Required work
Look through the records below for the line with "out.truncate(top_n);" and the line with "impl ChatModel for", then return those lines and all lines between, exactly.
───
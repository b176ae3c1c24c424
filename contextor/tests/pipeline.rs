//! End-to-end pipeline runs over in-process fakes of every collaborator.

use std::sync::{Arc, Mutex};

use ai_llm_service::{ChatMessage, RerankHit};
use contextor::{
    AskOptions, BoxFuture, ChatModel, Contextor, ContextorConfig, ContextorError, FragmentStream,
    Language, Progress, Reranker, SYNTHESIS_FAILED, Stage,
};
use futures::StreamExt;
use rag_store::{
    BatchEmbedder, EmbedFuture, EmbedPoolConfig, EmbeddingsProvider, FilteredSearch, Predicate,
    RagError, SearchFuture, SearchHit, VectorIndex,
};

/// Embeds a text as `[len]`; fails on demand.
struct LenEmbedder {
    fail: bool,
}

impl EmbeddingsProvider for LenEmbedder {
    fn embed_batch<'a>(&'a self, texts: &'a [String]) -> EmbedFuture<'a> {
        Box::pin(async move {
            if self.fail {
                return Err(RagError::Embedding("embedding service unavailable".into()));
            }
            Ok(texts.iter().map(|t| vec![t.len() as f32]).collect())
        })
    }
}

/// Every query sees the same corpus; the predicate is honoured natively.
struct Corpus {
    hits: Vec<SearchHit>,
    predicates: Mutex<Vec<Option<Predicate>>>,
}

impl VectorIndex for Corpus {
    fn supports_filter(&self) -> bool {
        true
    }

    fn search<'a>(
        &'a self,
        _vector: &'a [f32],
        limit: usize,
        predicate: Option<&'a Predicate>,
    ) -> SearchFuture<'a> {
        Box::pin(async move {
            self.predicates.lock().unwrap().push(predicate.cloned());
            Ok(self
                .hits
                .iter()
                .filter(|h| predicate.is_none_or(|p| p.matches(h)))
                .take(limit)
                .cloned()
                .collect())
        })
    }
}

/// A store that accepts connections but fails every search.
struct UnreachableIndex;

impl VectorIndex for UnreachableIndex {
    fn supports_filter(&self) -> bool {
        true
    }

    fn search<'a>(
        &'a self,
        _vector: &'a [f32],
        _limit: usize,
        _predicate: Option<&'a Predicate>,
    ) -> SearchFuture<'a> {
        Box::pin(async { Err(RagError::Qdrant("store unreachable".into())) })
    }
}

/// Records the stages the pipeline walks through.
#[derive(Default)]
struct StageLog {
    stages: Mutex<Vec<Stage>>,
}

impl Progress for StageLog {
    fn enter(&self, stage: Stage) {
        self.stages.lock().unwrap().push(stage);
    }
}

/// Scores a candidate 0.9 when it mentions a word of the query, else 0.1.
struct KeywordReranker {
    calls: Mutex<usize>,
}

impl Reranker for KeywordReranker {
    fn rerank<'a>(
        &'a self,
        query: &'a str,
        candidates: &'a [String],
        top_n: usize,
    ) -> BoxFuture<'a, Vec<RerankHit>> {
        Box::pin(async move {
            *self.calls.lock().unwrap() += 1;
            let words: Vec<String> = query
                .split_whitespace()
                .map(|w| w.trim_matches('?').to_lowercase())
                .filter(|w| w.len() > 3)
                .collect();
            let mut out: Vec<RerankHit> = candidates
                .iter()
                .enumerate()
                .map(|(index, c)| {
                    let c = c.to_lowercase();
                    let relevance_score = if words.iter().any(|w| c.contains(w.as_str())) { 0.9 } else { 0.1 };
                    RerankHit { index, relevance_score }
                })
                .collect();
            out.sort_by(|a, b| b.relevance_score.total_cmp(&a.relevance_score));
            out.truncate(top_n);
            Ok(out)
        })
    }
}

/// Returns a canned reply; records the prompts it was given.
struct CannedChat {
    reply: Option<&'static str>,
    prompts: Mutex<Vec<Vec<ChatMessage>>>,
}

impl CannedChat {
    fn new(reply: Option<&'static str>) -> Arc<Self> {
        Arc::new(Self {
            reply,
            prompts: Mutex::new(Vec::new()),
        })
    }
}

impl ChatModel for CannedChat {
    fn complete<'a>(&'a self, messages: &'a [ChatMessage]) -> BoxFuture<'a, String> {
        Box::pin(async move {
            self.prompts.lock().unwrap().push(messages.to_vec());
            self.reply
                .map(str::to_string)
                .ok_or_else(|| ContextorError::Synthesis("model offline".into()))
        })
    }

    fn complete_stream<'a>(&'a self, messages: &'a [ChatMessage]) -> BoxFuture<'a, FragmentStream> {
        Box::pin(async move {
            self.prompts.lock().unwrap().push(messages.to_vec());
            let reply = self
                .reply
                .ok_or_else(|| ContextorError::Synthesis("model offline".into()))?;
            let words: Vec<Result<String, ContextorError>> = reply
                .split_inclusive(' ')
                .map(|w| Ok(w.to_string()))
                .collect();
            Ok(futures::stream::iter(words).boxed())
        })
    }
}

fn hit(id: &str, text: &str, doc: &str, blocked: bool) -> SearchHit {
    SearchHit {
        id: id.into(),
        text: text.into(),
        document_id: doc.into(),
        page: 1,
        blocked,
        distance: 0.5,
    }
}

struct Rig {
    pipeline: Contextor,
    corpus: Arc<Corpus>,
    reranker: Arc<KeywordReranker>,
    slow: Arc<CannedChat>,
}

fn rig(decomposition: Option<&'static str>, answer: Option<&'static str>, embed_fails: bool) -> Rig {
    let corpus = Arc::new(Corpus {
        hits: vec![
            hit("1", "Pumps must be primed before start.", "manual.pdf", false),
            hit("2", "Valves are inspected yearly.", "manual.pdf", false),
            hit("3", "Pumps in the archive are obsolete.", "archive.pdf", true),
            hit("4", "Warranty covers pumps for two years.", "warranty.pdf", false),
        ],
        predicates: Mutex::new(Vec::new()),
    });
    let reranker = Arc::new(KeywordReranker {
        calls: Mutex::new(0),
    });
    let slow = CannedChat::new(answer);
    let embedder = BatchEmbedder::new(
        Arc::new(LenEmbedder { fail: embed_fails }),
        EmbedPoolConfig {
            chunk_threshold: 2,
            max_workers: 2,
        },
    );
    let pipeline = Contextor::new(
        ContextorConfig::default(),
        embedder,
        FilteredSearch::new(corpus.clone(), 10, 2),
        CannedChat::new(decomposition),
        slow.clone(),
        reranker.clone(),
    )
    .unwrap();
    Rig {
        pipeline,
        corpus,
        reranker,
        slow,
    }
}

#[tokio::test]
async fn answers_with_deduplicated_ranked_references() {
    let r = rig(
        Some("['How are pumps started?', 'What does the warranty cover?']"),
        Some("Prime the pump first (page 1)."),
        false,
    );
    let qa = r
        .pipeline
        .ask("Tell me about pumps", AskOptions::default())
        .await
        .unwrap();

    assert_eq!(qa.answer, "Prime the pump first (page 1).");
    assert_eq!(qa.sub_queries.len(), 3);
    assert_eq!(qa.sub_queries[0].text, "Tell me about pumps");

    // Sub-query 0 consumes every unblocked hit; later sub-queries have nothing new.
    assert_eq!(*r.reranker.calls.lock().unwrap(), 1);
    let docs: Vec<&str> = qa.references.iter().map(|x| x.document_id.as_str()).collect();
    assert_eq!(docs, vec!["manual.pdf", "warranty.pdf"]);
    assert!(qa.references.iter().all(|x| x.relevance_score >= 0.2));
    assert_eq!(qa.references.iter().map(|x| x.rank).collect::<Vec<_>>(), vec![1, 2]);

    let predicates = r.corpus.predicates.lock().unwrap();
    assert_eq!(predicates.len(), 3);
    assert!(predicates.iter().all(|p| p.as_ref().is_some_and(|p| p.exclude_blocked)));

    let prompts = r.slow.prompts.lock().unwrap();
    assert!(prompts[0][0].content.contains("Use Chinese"));
    assert!(prompts[0][1].content.contains("Warranty covers pumps"));
}

#[tokio::test]
async fn prose_decomposition_still_answers_the_question() {
    let r = rig(Some("I think you should ask about pumps."), Some("ok"), false);
    let qa = r
        .pipeline
        .ask("Where are pumps described?", AskOptions::default())
        .await
        .unwrap();
    assert_eq!(qa.sub_queries.len(), 1);
    assert_eq!(qa.sub_queries[0].text, "Where are pumps described?");
    assert_eq!(qa.answer, "ok");
}

#[tokio::test]
async fn synthesis_failure_returns_the_fallback_answer() {
    let r = rig(None, None, false);
    let qa = r
        .pipeline
        .ask("pumps?", AskOptions { decompose: false, ..AskOptions::default() })
        .await
        .unwrap();
    assert_eq!(qa.answer, SYNTHESIS_FAILED);
}

#[tokio::test]
async fn embedding_failure_fails_the_request() {
    let r = rig(None, Some("unused"), true);
    let err = r
        .pipeline
        .ask("pumps?", AskOptions::default())
        .await
        .unwrap_err();
    assert!(matches!(err, ContextorError::Embedding(_)));
    assert!(r.slow.prompts.lock().unwrap().is_empty());
}

#[tokio::test]
async fn empty_inclusion_set_is_a_search_error() {
    let r = rig(None, Some("unused"), false);
    let opts = AskOptions::only(Vec::<String>::new());
    let err = r.pipeline.ask("pumps?", opts).await.unwrap_err();
    assert!(matches!(err, ContextorError::Search(_)));
}

#[tokio::test]
async fn inclusion_limits_references_to_chosen_documents() {
    let r = rig(None, Some("ok"), false);
    let mut opts = AskOptions::only(["warranty.pdf"]);
    opts.language = Some(Language::English);
    let qa = r.pipeline.ask("What about pumps?", opts).await.unwrap();
    assert!(qa.references.iter().all(|x| x.document_id == "warranty.pdf"));
    assert!(r.slow.prompts.lock().unwrap()[0][0].content.contains("Use English"));
}

#[tokio::test]
async fn streamed_answer_arrives_in_fragments() {
    let r = rig(None, Some("Prime the pump."), false);
    let stream = r
        .pipeline
        .ask_stream("pumps?", AskOptions::default())
        .await
        .unwrap();
    assert_eq!(stream.sub_queries.len(), 1);
    let fragments: Vec<String> = stream.fragments.collect().await;
    assert_eq!(fragments, vec!["Prime ", "the ", "pump."]);
}

#[tokio::test]
async fn every_search_failing_fails_the_request() {
    let slow = CannedChat::new(Some("confident answer"));
    let pipeline = Contextor::new(
        ContextorConfig::default(),
        BatchEmbedder::new(Arc::new(LenEmbedder { fail: false }), EmbedPoolConfig::default()),
        FilteredSearch::new(Arc::new(UnreachableIndex), 10, 2),
        CannedChat::new(Some("['first part?', 'second part?']")),
        slow.clone(),
        Arc::new(KeywordReranker {
            calls: Mutex::new(0),
        }),
    )
    .unwrap();

    let err = pipeline
        .ask("q", AskOptions { decompose: false, ..AskOptions::default() })
        .await
        .unwrap_err();
    assert!(matches!(err, ContextorError::Search(_)));

    let err = pipeline
        .ask_stream("pumps and valves?", AskOptions::default())
        .await
        .err()
        .unwrap();
    assert!(matches!(err, ContextorError::Search(_)));
    assert!(slow.prompts.lock().unwrap().is_empty());
}

#[tokio::test]
async fn streamed_answer_reports_the_synthesis_stage() {
    let r = rig(None, Some("ok"), false);
    let log = Arc::new(StageLog::default());
    let pipeline = r.pipeline.with_progress(log.clone());
    let stream = pipeline
        .ask_stream("pumps?", AskOptions { decompose: false, ..AskOptions::default() })
        .await
        .unwrap();
    drop(stream);
    assert_eq!(
        *log.stages.lock().unwrap(),
        vec![Stage::Decompose, Stage::Embed, Stage::Search, Stage::Rerank, Stage::Synthesize]
    );
}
───
Output for this task
            out.truncate(top_n);
            Ok(out)
        })
    }
}

/// Returns a canned reply; records the prompts it was given.
struct CannedChat {
    reply: Option<&'static str>,
    prompts: Mutex<Vec<Vec<ChatMessage>>>,
}

impl CannedChat {
    fn new(reply: Option<&'static str>) -> Arc<Self> {
        Arc::new(Self {
            reply,
            prompts: Mutex::new(Vec::new()),
        })
    }
}

impl ChatModel for CannedChat {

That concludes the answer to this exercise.